Como os desenhos e também os escritos de Chico Lopes eram cheios de magia, e ele ainda não conhecia Hesse, resolvi emprestar-lhe o meu exemplar. Enviei-o sob registro, pelos correios, para Novo Horizonte, interior de São Paulo, onde residia o meu novo amigo, que então, em vez de “Chico Lopes”, assinava “Franz”. Ele leu o livro e devolveu-o com belos desenhos que fez com caneta preta. Pode-se dizer que ele ilustrou o livro, como se vê abaixo.
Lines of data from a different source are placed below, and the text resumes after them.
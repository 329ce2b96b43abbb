//! Agent configuration from environment variables, with a few CLI overrides.

use std::fmt;
use std::str::FromStr;
use std::time::Duration;

use crate::error::ConfigError;

pub const DEFAULT_BROKER: &str = "127.0.0.1";
pub const DEFAULT_PORT: u16 = 1883;
pub const DEFAULT_USER: &str = "homeassistant";
pub const DEFAULT_TOPIC: &str = "routers/some_router/some_topic";
pub const DEFAULT_IFACE: &str = "wan";
pub const DEFAULT_INTERVAL_SECS: u64 = 5;
pub const DEFAULT_PUBLISH_TIMEOUT_MS: u64 = 5_000;
pub const DEFAULT_WIFI_CMD: &str = "/etc/config/snmp_wifi_clients.sh";
pub const DEFAULT_WIFI_TIMEOUT_MS: u64 = 3_000;

#[derive(Clone)]
pub struct BrokerConfig {
    pub host: String,
    pub port: u16,
    pub username: String,
    pub password: String,
    pub client_id: String,
}

// Hand-written so the password never reaches a log line.
impl fmt::Debug for BrokerConfig {
    fn fmt(&self, f: &mut fmt::Formatter<'_>) -> fmt::Result {
        f.debug_struct("BrokerConfig")
            .field("host", &self.host)
            .field("port", &self.port)
            .field("username", &self.username)
            .field("password", &"***")
            .field("client_id", &self.client_id)
            .finish()
    }
}

#[derive(Debug, Clone)]
pub struct WifiConfig {
    pub enabled: bool,
    pub command: String,
    pub timeout: Duration,
}

#[derive(Debug, Clone)]
pub struct AgentConfig {
    pub broker: BrokerConfig,
    pub topic: String,
    pub interface: String,
    pub interval: Duration,
    pub publish_timeout: Duration,
    pub wifi: WifiConfig,
}

impl AgentConfig {
    pub fn from_env() -> Result<Self, ConfigError> {
        Self::from_lookup(|name| std::env::var(name).ok())
    }

    /// Build from any name -> value lookup. Empty values count as unset.
    pub fn from_lookup<F>(lookup: F) -> Result<Self, ConfigError>
    where
        F: Fn(&str) -> Option<String>,
    {
        let get = |name: &str| lookup(name).filter(|v| !v.is_empty());
        let or = |name: &str, default: &str| get(name).unwrap_or_else(|| default.to_string());

        let password = get("MQTT_PASS").ok_or(ConfigError::Missing("MQTT_PASS"))?;
        let broker = BrokerConfig {
            host: or("MQTT_BROKER", DEFAULT_BROKER),
            port: parse_num("MQTT_PORT", get("MQTT_PORT"), DEFAULT_PORT)?,
            username: or("MQTT_USER", DEFAULT_USER),
            password,
            // the mqtt client rejects ids with a leading space
            client_id: get("MQTT_CLIENT_ID")
                .map(|id| id.trim().to_string())
                .filter(|id| !id.is_empty())
                .unwrap_or_else(default_client_id),
        };

        let interval = positive_secs(
            "SLEEP_TIME",
            parse_num("SLEEP_TIME", get("SLEEP_TIME"), DEFAULT_INTERVAL_SECS)?,
        )?;
        let publish_timeout = positive_millis(
            "PUBLISH_TIMEOUT_MS",
            parse_num(
                "PUBLISH_TIMEOUT_MS",
                get("PUBLISH_TIMEOUT_MS"),
                DEFAULT_PUBLISH_TIMEOUT_MS,
            )?,
        )?;
        let wifi = WifiConfig {
            enabled: match get("WIFI_CLIENTS") {
                Some(v) => parse_flag("WIFI_CLIENTS", &v)?,
                None => false,
            },
            command: or("WIFI_CLIENTS_CMD", DEFAULT_WIFI_CMD),
            timeout: positive_millis(
                "WIFI_CLIENTS_TIMEOUT_MS",
                parse_num(
                    "WIFI_CLIENTS_TIMEOUT_MS",
                    get("WIFI_CLIENTS_TIMEOUT_MS"),
                    DEFAULT_WIFI_TIMEOUT_MS,
                )?,
            )?,
        };

        Ok(AgentConfig {
            broker,
            topic: or("MQTT_TOPIC", DEFAULT_TOPIC),
            interface: or("IFACE_NAME", DEFAULT_IFACE),
            interval,
            publish_timeout,
            wifi,
        })
    }

    pub fn apply_overrides(&mut self, o: CliOverrides) -> Result<(), ConfigError> {
        if let Some(iface) = o.iface {
            self.interface = iface;
        }
        if let Some(topic) = o.topic {
            self.topic = topic;
        }
        if let Some(secs) = o.interval {
            let secs = parse_num("--interval", Some(secs), DEFAULT_INTERVAL_SECS)?;
            self.interval = positive_secs("--interval", secs)?;
        }
        Ok(())
    }
}

fn default_client_id() -> String {
    let host = hostname::get()
        .ok()
        .and_then(|s| s.into_string().ok())
        .unwrap_or_else(|| "unknown".into());
    let now = time::OffsetDateTime::now_utc().unix_timestamp();
    format!("mqtt-metric-agent-{host}-{now}")
}

fn parse_num<T>(name: &'static str, raw: Option<String>, default: T) -> Result<T, ConfigError>
where
    T: FromStr,
    T::Err: fmt::Display,
{
    match raw {
        None => Ok(default),
        Some(v) => v.trim().parse::<T>().map_err(|e| ConfigError::Invalid {
            name,
            value: v.clone(),
            reason: e.to_string(),
        }),
    }
}

fn positive_secs(name: &'static str, secs: u64) -> Result<Duration, ConfigError> {
    if secs == 0 {
        return Err(zero(name));
    }
    Ok(Duration::from_secs(secs))
}

fn positive_millis(name: &'static str, ms: u64) -> Result<Duration, ConfigError> {
    if ms == 0 {
        return Err(zero(name));
    }
    Ok(Duration::from_millis(ms))
}

fn zero(name: &'static str) -> ConfigError {
    ConfigError::Invalid {
        name,
        value: "0".into(),
        reason: "must be greater than zero".into(),
    }
}

fn parse_flag(name: &'static str, v: &str) -> Result<bool, ConfigError> {
    match v.trim().to_ascii_lowercase().as_str() {
        "1" | "true" | "yes" | "on" => Ok(true),
        "0" | "false" | "no" | "off" => Ok(false),
        _ => Err(ConfigError::Invalid {
            name,
            value: v.to_string(),
            reason: "expected 0/1, true/false, yes/no or on/off".into(),
        }),
    }
}

// ---------- command line ----------

#[derive(Debug, Default, Clone, PartialEq, Eq)]
pub struct CliOverrides {
    pub iface: Option<String>,
    pub topic: Option<String>,
    pub interval: Option<String>,
}

#[derive(Debug, Clone, PartialEq, Eq)]
pub enum ArgsError {
    /// `--help` was given; the usage text.
    Help(String),
    Invalid(String),
}

pub fn usage(prog: &str) -> String {
    format!(
        "Usage: {prog} [--iface NAME|-i NAME] [--topic TOPIC|-t TOPIC] [--interval SECS]\n\
         Broker settings come from MQTT_BROKER, MQTT_PORT, MQTT_USER, MQTT_PASS (required), \
         MQTT_TOPIC, MQTT_CLIENT_ID; sampling from IFACE_NAME, SLEEP_TIME, PUBLISH_TIMEOUT_MS, \
         WIFI_CLIENTS, WIFI_CLIENTS_CMD, WIFI_CLIENTS_TIMEOUT_MS."
    )
}

pub fn parse_args<I: IntoIterator<Item = String>>(args: I) -> Result<CliOverrides, ArgsError> {
    let mut it = args.into_iter();
    let prog = it.next().unwrap_or_else(|| "mqtt_metric_agent".into());
    let mut out = CliOverrides::default();

    let missing =
        |flag: &str| ArgsError::Invalid(format!("{flag} needs a value\n{}", usage(&prog)));
    while let Some(arg) = it.next() {
        match arg.as_str() {
            "-h" | "--help" => return Err(ArgsError::Help(usage(&prog))),
            "--iface" | "-i" => {
                out.iface = Some(it.next().ok_or_else(|| missing(arg.as_str()))?);
            }
            "--topic" | "-t" => {
                out.topic = Some(it.next().ok_or_else(|| missing(arg.as_str()))?);
            }
            "--interval" => {
                out.interval = Some(it.next().ok_or_else(|| missing(arg.as_str()))?);
            }
            _ => match arg.split_once('=') {
                Some(("--iface", v)) if !v.is_empty() => out.iface = Some(v.to_string()),
                Some(("--topic", v)) if !v.is_empty() => out.topic = Some(v.to_string()),
                Some(("--interval", v)) if !v.is_empty() => out.interval = Some(v.to_string()),
                _ => {
                    return Err(ArgsError::Invalid(format!(
                        "Unexpected argument {arg:?}\n{}",
                        usage(&prog)
                    )))
                }
            },
        }
    }
    Ok(out)
}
Diversos desenhos feitos por Chico Lopes no livro Contos, em meio a algumas anotações de Francisco Souto Neto.

Devo acrescentar que Chico Lopes depois passou a pintar sobre tela, com excelentes resultados, e ampliou suas atividades culturais em direção ao universo da literatura, publicando livros com novelas e contos. Tão bem já escrevia, que com um deles concorreu ao mais tradicional dos concursos no Brasil, o prêmio Jabuti, e conquistou um troféu.

Hoje Chico Lopes faz muito sucesso no mundo literário e é um escritor reconhecido.

O livro CONTOS, de Hermann Hesse, assim concentra várias histórias de vitória de alguns amigos meus, e enriquece a minha biblioteca com beleza, lembranças e saudade.